HAKATA PARIS NEWYORK

いまのファッションを斬りまくる辛口コラム

☆☆茶パニーズホテル。

2022-12-07 10:16:39 | Weblog
 先月の東京出張では、意外にも宿泊先のホテルが大当たりだった。仕事の都合で2泊は六本木に泊まらなければならなかったが、後りの2泊は銀座や渋谷、羽田へのアクセスがいい新橋に宿を取ることにした。予約サイトはワールドワイドなBooking.comを利用したが、検索ワードに「新橋」と入力し、偶然見つけたのが「1899 HOTEL TOKYO」だった。

 公式HPのデザインも秀逸で、イメージ写真も宿泊願望を起こした。仕事柄、エントランスに掛けられたタペストリーのロゴマークに目がいき、アイランドスタイルで木枠のフロントも和モダン調で気に入った。ホテルというより、雑貨のギャラリーという様相だ。

 六本木から都バスで10分ほどの新橋駅北口で下車し、レンガ通りを歩いて6〜7分で着いた。ダイレクトに泊まるなら、モノレールの浜松町駅から芝大門を右折すれば7〜8分で行ける。キャリーケースを引きずりエレベーターで地下鉄やJRの乗り場に行かずとも、そのまま地上を歩いてアクセスできる。土地勘があったことも、予約の決め手となった。

 ホテル名の1899とは1899年(明治32年)に創業した旅館「龍名館」がルーツであることを指す。2014年には「ホテル龍名館」お茶の水本店にメインダイニング「RESTAURANT 1899 OCHANOMIZU」が誕生。龍名館の改装にあたり、徳川家御用達の名水だったお茶の水の地で「お茶と共に過ごすゆるやかな時間」をコンセプトに、龍名館が旅館時代から培ってきた会席料理にお茶を取り入れた新しい和食体験を提供しようとオープンした。
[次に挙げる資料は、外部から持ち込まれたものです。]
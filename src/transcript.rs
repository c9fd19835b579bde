/// Transcript loading: read event records from a JSON array or JSONL file.
use crate::record::EventRecord;
use std::path::{Path, PathBuf};

/// Load all records from `path`, preserving file order.
///
/// A file whose first non-whitespace byte is `[` is parsed as a single JSON
/// array and must be valid as a whole. Anything else is read as JSONL, where
/// blank lines are skipped and malformed lines are logged and skipped.
pub fn load_transcript(path: &Path) -> Result<Vec<EventRecord>, TranscriptError> {
    let contents = std::fs::read_to_string(path).map_err(|source| TranscriptError::Io {
        path: path.to_path_buf(),
        source,
    })?;

    if contents.trim_start().starts_with('[') {
        return serde_json::from_str(&contents).map_err(|source| TranscriptError::Parse {
            path: path.to_path_buf(),
            source,
        });
    }

    let mut records = Vec::new();
    for (idx, line) in contents.lines().enumerate() {
        if line.trim().is_empty() {
            continue;
        }
        match serde_json::from_str::<EventRecord>(line) {
            Ok(r) => records.push(r),
            Err(e) => {
                tracing::warn!(line = idx + 1, error = %e, "skipping malformed transcript line");
            }
        }
    }

    tracing::debug!(path = %path.display(), records = records.len(), "loaded transcript");
    Ok(records)
}

#[derive(Debug)]
pub enum TranscriptError {
    Io {
        path: PathBuf,
        source: std::io::Error,
    },
    Parse {
        path: PathBuf,
        source: serde_json::Error,
    },
}

impl std::fmt::Display for TranscriptError {
    fn fmt(&self, f: &mut std::fmt::Formatter<'_>) -> std::fmt::Result {
        match self {
            TranscriptError::Io { path, source } => {
                write!(f, "failed to read transcript {}: {source}", path.display())
            }
            TranscriptError::Parse { path, source } => {
                write!(f, "failed to parse transcript {}: {source}", path.display())
            }
        }
    }
}

impl std::error::Error for TranscriptError {
    fn source(&self) -> Option<&(dyn std::error::Error + 'static)> {
        match self {
            TranscriptError::Io { source, .. } => Some(source),
            TranscriptError::Parse { source, .. } => Some(source),
        }
    }
}
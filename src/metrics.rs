/// Usage metrics aggregation over a transcript.
///
/// Folds the usage payloads of request-start and deleted-request-summary
/// notes into a single set of totals. A payload that fails to decode is
/// logged and skipped; it never stops the fold.
use crate::payload::UsagePayload;
use crate::record::{EventRecord, Subkind};
use serde::Serialize;

/// Totals across every contributing record.
///
/// Cache and latency totals stay `None` until a record reports them.
/// Token and cost totals are always present.
#[derive(Debug, Clone, Default, PartialEq, Serialize)]
#[serde(rename_all = "camelCase")]
pub struct MetricsAccumulator {
    pub total_tokens_in: f64,
    pub total_tokens_out: f64,
    #[serde(skip_serializing_if = "Option::is_none")]
    pub total_cache_writes: Option<f64>,
    #[serde(skip_serializing_if = "Option::is_none")]
    pub total_cache_reads: Option<f64>,
    pub total_cost: f64,
    #[serde(skip_serializing_if = "Option::is_none")]
    pub total_latency_ms: Option<f64>,
}

impl MetricsAccumulator {
    fn add(&mut self, p: &UsagePayload) {
        if let Some(n) = p.tokens_in() {
            self.total_tokens_in += n;
        }
        if let Some(n) = p.tokens_out() {
            self.total_tokens_out += n;
        }
        if let Some(n) = p.cache_writes() {
            *self.total_cache_writes.get_or_insert(0.0) += n;
        }
        if let Some(n) = p.cache_reads() {
            *self.total_cache_reads.get_or_insert(0.0) += n;
        }
        // Cost is not presence-gated: "no cost reported" and "zero cost" look the same.
        if let Some(c) = p.cost() {
            self.total_cost += c;
        }
        if let Some(ms) = p.latency_ms() {
            *self.total_latency_ms.get_or_insert(0.0) += ms;
        }
    }
}

/// Sum the usage payloads in `records`.
pub fn aggregate(records: &[EventRecord]) -> MetricsAccumulator {
    let mut totals = MetricsAccumulator::default();

    for record in records.iter().filter(|r| r.carries_usage()) {
        let Some(raw) = record.payload() else {
            continue;
        };
        match UsagePayload::decode(raw) {
            Ok(payload) => totals.add(&payload),
            Err(e) => {
                tracing::warn!(
                    timestamp = record.timestamp,
                    subkind = ?record.subkind,
                    error = %e,
                    "skipping record with undecodable usage payload"
                );
            }
        }
    }

    totals
}

/// Raw payload of the most recent request-start record with a non-empty payload.
pub fn latest_request_payload(records: &[EventRecord]) -> Option<&str> {
    records
        .iter()
        .rev()
        .filter(|r| r.subkind == Subkind::RequestStarted)
        .find_map(EventRecord::payload)
}

/// Time to first token reported by the most recent request, if any.
pub fn time_to_first_token_ms(records: &[EventRecord]) -> Option<f64> {
    let raw = latest_request_payload(records)?;
    match UsagePayload::decode(raw) {
        Ok(payload) => payload.ttft_ms(),
        Err(e) => {
            tracing::warn!(error = %e, "latest request payload could not be decoded");
            None
        }
    }
}
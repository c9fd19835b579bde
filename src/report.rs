/// Rendering of aggregated metrics for display.
use crate::metrics::{self, MetricsAccumulator};
use crate::record::EventRecord;
use serde::{Deserialize, Serialize};

#[derive(Debug, Clone, Copy, PartialEq, Eq, Default, Deserialize, clap::ValueEnum)]
#[serde(rename_all = "lowercase")]
pub enum OutputFormat {
    #[default]
    Text,
    Json,
}

/// Totals plus the time to first token of the latest request.
#[derive(Debug, Clone, PartialEq, Serialize)]
#[serde(rename_all = "camelCase")]
pub struct Report {
    #[serde(flatten)]
    pub metrics: MetricsAccumulator,
    #[serde(skip_serializing_if = "Option::is_none")]
    pub ttft_ms: Option<f64>,
}

impl Report {
    pub fn from_records(records: &[EventRecord]) -> Self {
        Self {
            metrics: metrics::aggregate(records),
            ttft_ms: metrics::time_to_first_token_ms(records),
        }
    }
}

pub fn render(report: &Report, format: OutputFormat) -> Result<String, serde_json::Error> {
    match format {
        OutputFormat::Text => Ok(render_text(report)),
        OutputFormat::Json => serde_json::to_string_pretty(report),
    }
}

fn render_text(report: &Report) -> String {
    let m = &report.metrics;
    let mut out = String::new();
    out.push_str(&format!("Tokens in:     {}\n", m.total_tokens_in));
    out.push_str(&format!("Tokens out:    {}\n", m.total_tokens_out));
    if let Some(n) = m.total_cache_writes {
        out.push_str(&format!("Cache writes:  {n}\n"));
    }
    if let Some(n) = m.total_cache_reads {
        out.push_str(&format!("Cache reads:   {n}\n"));
    }
    out.push_str(&format!("Total cost:    ${:.4}\n", m.total_cost));
    if let Some(ms) = m.total_latency_ms {
        out.push_str(&format!("Latency:       {ms} ms\n"));
    }
    if let Some(ms) = report.ttft_ms {
        out.push_str(&format!("First token:   {ms} ms\n"));
    }
    out
}
//! Constant folding pass.
//!
//! Replaces every expression flagged by the constant expression analysis with
//! a literal for its value.
//!
//! # Algorithm
//!
//! 1. Prepare an [`Environment`] from the module: top-level functions become
//!    callable, side-effect-free top-level assignments bind globals
//! 2. Walk every expression top-down
//! 3. For a flagged node, evaluate it in isolation and convert the value back
//!    into a literal node
//! 4. If evaluation or conversion fails, keep the node and descend into its
//!    children, so smaller constant parts can still fold
//!
//! Failures are never fatal. Folded literals are never flagged again, which
//! makes a second run over the output a no-op.

use std::sync::atomic::{AtomicUsize, Ordering};

use log::debug;

use crate::{
    analysis::{Analyses, AnalysisKind, ConstantExpressions},
    ast::{Expr, FunctionDef, Module, Stmt, StmtKind},
    compiler::{pass::TreePass, CompilerContext, EventKind},
    eval::{to_node, Environment, EvalLimits, Evaluator},
    Result,
};

/// Constant folding pass.
///
/// Evaluation settings are taken from the configuration when the pass is
/// initialized. Expressions the evaluator gives up on are counted and
/// reported as one note when the pass is finalized.
#[derive(Debug, Default)]
pub struct ConstantFoldingPass {
    /// Evaluator limits and container cap, set by `initialize`
    settings: Option<(EvalLimits, usize)>,
    given_up: AtomicUsize,
}

impl ConstantFoldingPass {
    /// Creates a new constant folding pass.
    #[must_use]
    pub fn new() -> Self {
        Self::default()
    }
}

/// Everything one traversal needs, bundled to keep signatures short.
struct Folder<'a> {
    constants: &'a ConstantExpressions,
    env: &'a Environment,
    limits: EvalLimits,
    max_len: usize,
    given_up: &'a AtomicUsize,
    ctx: &'a CompilerContext,
}

impl Folder<'_> {
    fn block(&self, block: &mut [Stmt], function: Option<&str>) -> bool {
        let mut changed = false;
        for stmt in block.iter_mut() {
            if let StmtKind::FunctionDef(FunctionDef { name, body, .. }) = &mut stmt.kind {
                changed |= self.block(body, Some(name.as_str()));
                continue;
            }
            for expr in stmt.exprs_mut() {
                changed |= self.expr(expr, function);
            }
            for nested in stmt.blocks_mut() {
                changed |= self.block(nested, function);
            }
        }
        changed
    }

    fn expr(&self, expr: &mut Expr, function: Option<&str>) -> bool {
        if self.constants.contains(expr.id) {
            match self.fold(expr) {
                Ok(literal) => {
                    self.ctx
                        .events
                        .record(EventKind::ConstantFolded)
                        .at(function, expr.id)
                        .message(format!("{expr} -> {literal}"));
                    self.ctx.mark_changed(function);
                    *expr = literal;
                    return true;
                }
                Err(reason) => {
                    debug!("not folding `{expr}`: {reason}");
                    self.given_up.fetch_add(1, Ordering::Relaxed);
                }
            }
        }

        let mut changed = false;
        for child in expr.children_mut() {
            changed |= self.expr(child, function);
        }
        changed
    }

    fn fold(&self, expr: &Expr) -> std::result::Result<Expr, String> {
        let value = Evaluator::new(self.env, self.limits)
            .eval(expr)
            .map_err(|e| e.to_string())?;
        to_node(&value, self.max_len).map_err(|e| e.to_string())
    }
}

impl TreePass for ConstantFoldingPass {
    fn name(&self) -> &'static str {
        "constant-folding"
    }

    fn description(&self) -> &'static str {
        "Evaluates constant expressions at compile time and replaces them with literals"
    }

    fn requires(&self) -> &'static [AnalysisKind] {
        &[AnalysisKind::ConstantExpressions]
    }

    fn initialize(&mut self, ctx: &CompilerContext) -> Result<()> {
        self.settings = Some((ctx.config.eval_limits, ctx.config.fold_max_len));
        self.given_up.store(0, Ordering::Relaxed);
        Ok(())
    }

    fn finalize(&mut self, ctx: &CompilerContext) -> Result<()> {
        let given_up = self.given_up.swap(0, Ordering::Relaxed);
        if given_up > 0 {
            ctx.events
                .info(format!("{given_up} constant expressions left unfolded"));
        }
        self.settings = None;
        Ok(())
    }

    fn run(&self, module: &mut Module, analyses: &Analyses, ctx: &CompilerContext) -> Result<bool> {
        let constants = analyses.constant_expressions()?;
        if constants.is_empty() {
            return Ok(false);
        }

        let (limits, max_len) = self
            .settings
            .unwrap_or((ctx.config.eval_limits, ctx.config.fold_max_len));
        // the environment mirrors the module as it is now, so it cannot be
        // built ahead of the run
        let env = Environment::prepare(module, ctx.table.clone(), limits);
        let folder = Folder {
            constants,
            env: &env,
            limits,
            max_len,
            given_up: &self.given_up,
            ctx,
        };
        Ok(folder.block(&mut module.body, None))
    }
}

#[cfg(test)]
mod tests {
    use super::*;
    use crate::{
        ast::{BinOp, Expr},
        compiler::OptimizerConfig,
        eval::ModuleTable,
        test::{apply, apply_with_context, ret_function},
    };

    #[test]
    fn test_fold_binop() {
        let mut module = ret_function(Expr::binop(Expr::int(1), BinOp::Add, Expr::int(3)));
        assert!(apply(&mut ConstantFoldingPass::new(), &mut module).unwrap());
        assert_eq!(module.to_string(), "def foo():\n    return 4\n");
    }

    #[test]
    fn test_fold_is_idempotent() {
        let mut module = ret_function(Expr::call_named(
            "sorted",
            vec![Expr::list(vec![Expr::int(3), Expr::int(1), Expr::int(2)])],
        ));
        assert!(apply(&mut ConstantFoldingPass::new(), &mut module).unwrap());
        let once = module.to_string();
        assert_eq!(once, "def foo():\n    return [1, 2, 3]\n");

        assert!(!apply(&mut ConstantFoldingPass::new(), &mut module).unwrap());
        assert_eq!(module.to_string(), once);
    }

    #[test]
    fn test_failed_fold_descends_into_children() {
        // 1 / 0 cannot fold, but its sibling 2 * 3 can
        let mut module = ret_function(Expr::tuple(vec![
            Expr::binop(Expr::int(1), BinOp::Div, Expr::int(0)),
            Expr::binop(Expr::int(2), BinOp::Mul, Expr::int(3)),
        ]));
        assert!(apply(&mut ConstantFoldingPass::new(), &mut module).unwrap());
        assert_eq!(module.to_string(), "def foo():\n    return (1 / 0, 6)\n");
    }

    #[test]
    fn test_oversized_container_stays_unfolded() {
        let mut module = ret_function(Expr::call_named("range", vec![Expr::int(256)]));
        let before = module.to_string();
        assert!(!apply(&mut ConstantFoldingPass::new(), &mut module).unwrap());
        assert_eq!(module.to_string(), before);

        let mut small = ret_function(Expr::call_named("range", vec![Expr::int(3)]));
        assert!(apply(&mut ConstantFoldingPass::new(), &mut small).unwrap());
        assert_eq!(small.to_string(), "def foo():\n    return [0, 1, 2]\n");
    }

    #[test]
    fn test_user_function_and_global() {
        // K = 10
        // def sq(x): return x * x
        // def foo(): return sq(K) + 1
        let mut module = Module::new(vec![
            Stmt::assign_name("K", Expr::int(10)),
            Stmt::function_def(
                "sq",
                &["x"],
                vec![Stmt::ret(Some(Expr::binop(
                    Expr::name("x"),
                    BinOp::Mul,
                    Expr::name("x"),
                )))],
            ),
            Stmt::function_def(
                "foo",
                &[],
                vec![Stmt::ret(Some(Expr::binop(
                    Expr::call_named("sq", vec![Expr::name("K")]),
                    BinOp::Add,
                    Expr::int(1),
                )))],
            ),
        ]);
        assert!(apply(&mut ConstantFoldingPass::new(), &mut module).unwrap());
        assert!(module.to_string().ends_with("def foo():\n    return 101\n"));
    }

    #[test]
    fn test_unfoldable_expressions_reported_on_finalize() {
        let mut module = ret_function(Expr::call_named("range", vec![Expr::int(300)]));
        let ctx = CompilerContext::default();
        apply_with_context(&mut ConstantFoldingPass::new(), &mut module, &ctx).unwrap();

        let notes: Vec<&str> = ctx
            .events
            .iter()
            .filter(|event| event.kind == EventKind::Info)
            .map(|event| event.message.as_str())
            .collect();
        assert_eq!(notes, vec!["1 constant expressions left unfolded"]);
    }

    #[test]
    fn test_container_cap_taken_from_config() {
        let mut module = ret_function(Expr::call_named("range", vec![Expr::int(3)]));
        let config = OptimizerConfig::default().with_fold_max_len(3);
        let ctx = CompilerContext::new(config, ModuleTable::standard().into());
        assert!(!apply_with_context(&mut ConstantFoldingPass::new(), &mut module, &ctx).unwrap());
        assert_eq!(ctx.events.count_kind(EventKind::Info), 1);
    }
}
 このレストランが契機となり、1899 HOTEL TOKYOは2018年、国内外のより多くの人たちに「お茶のあるライフスタイルと出会って欲しい」との想いから開業した。まさにお茶をテーマにしたコンセプチャルなホテルと言える。施設や設備、サービスが自分に合うかどうかは、実際に泊まってみなければわからない。ただ、コーヒーよりお茶、洋食より和食が好きな筆者に合わないわけがないと思った。結果的に自分には☆☆のホテルとなった。

 このコラムでホテルを取り上げるのは、アパレルを含めたあらゆる業態で発想や視点を変えないと、市場、お客さんが動かなくなっていることがある。特にホテルなどの宿泊施設を取り巻く環境は、アパレル専門店以上に激変している。単にビジネスで宿泊するだけならファスト&チープでもいいが、外国人をはじめとして団体旅行から個人旅行にシフトしている状況では、求められるニーズも多様化している。

 宿泊施設そのもので文化や日本のおもてなしを満喫したい。体験や学習など観光以外の一面を宿泊とともに楽しみたい。隠れた日本の魅力を再発見したい-ネオ・ディスカバージャパン等など。だから、ホテル側もソフトもハードもそうしたニーズに合わせたものを提供する必要がある。まさに「日本茶」は、外国人旅行客の関心の対象になる。日本人にとっても、内装を茶室に通じるもので統一すれば、旅の疲れを癒せる寛ぎの空間となる。また、お茶が持つアロマ効果をボディソープやシャンプーなどアメニティグッズに使うこともできる。1899 HOTEL TOKYOではまさにそれらを実践していた。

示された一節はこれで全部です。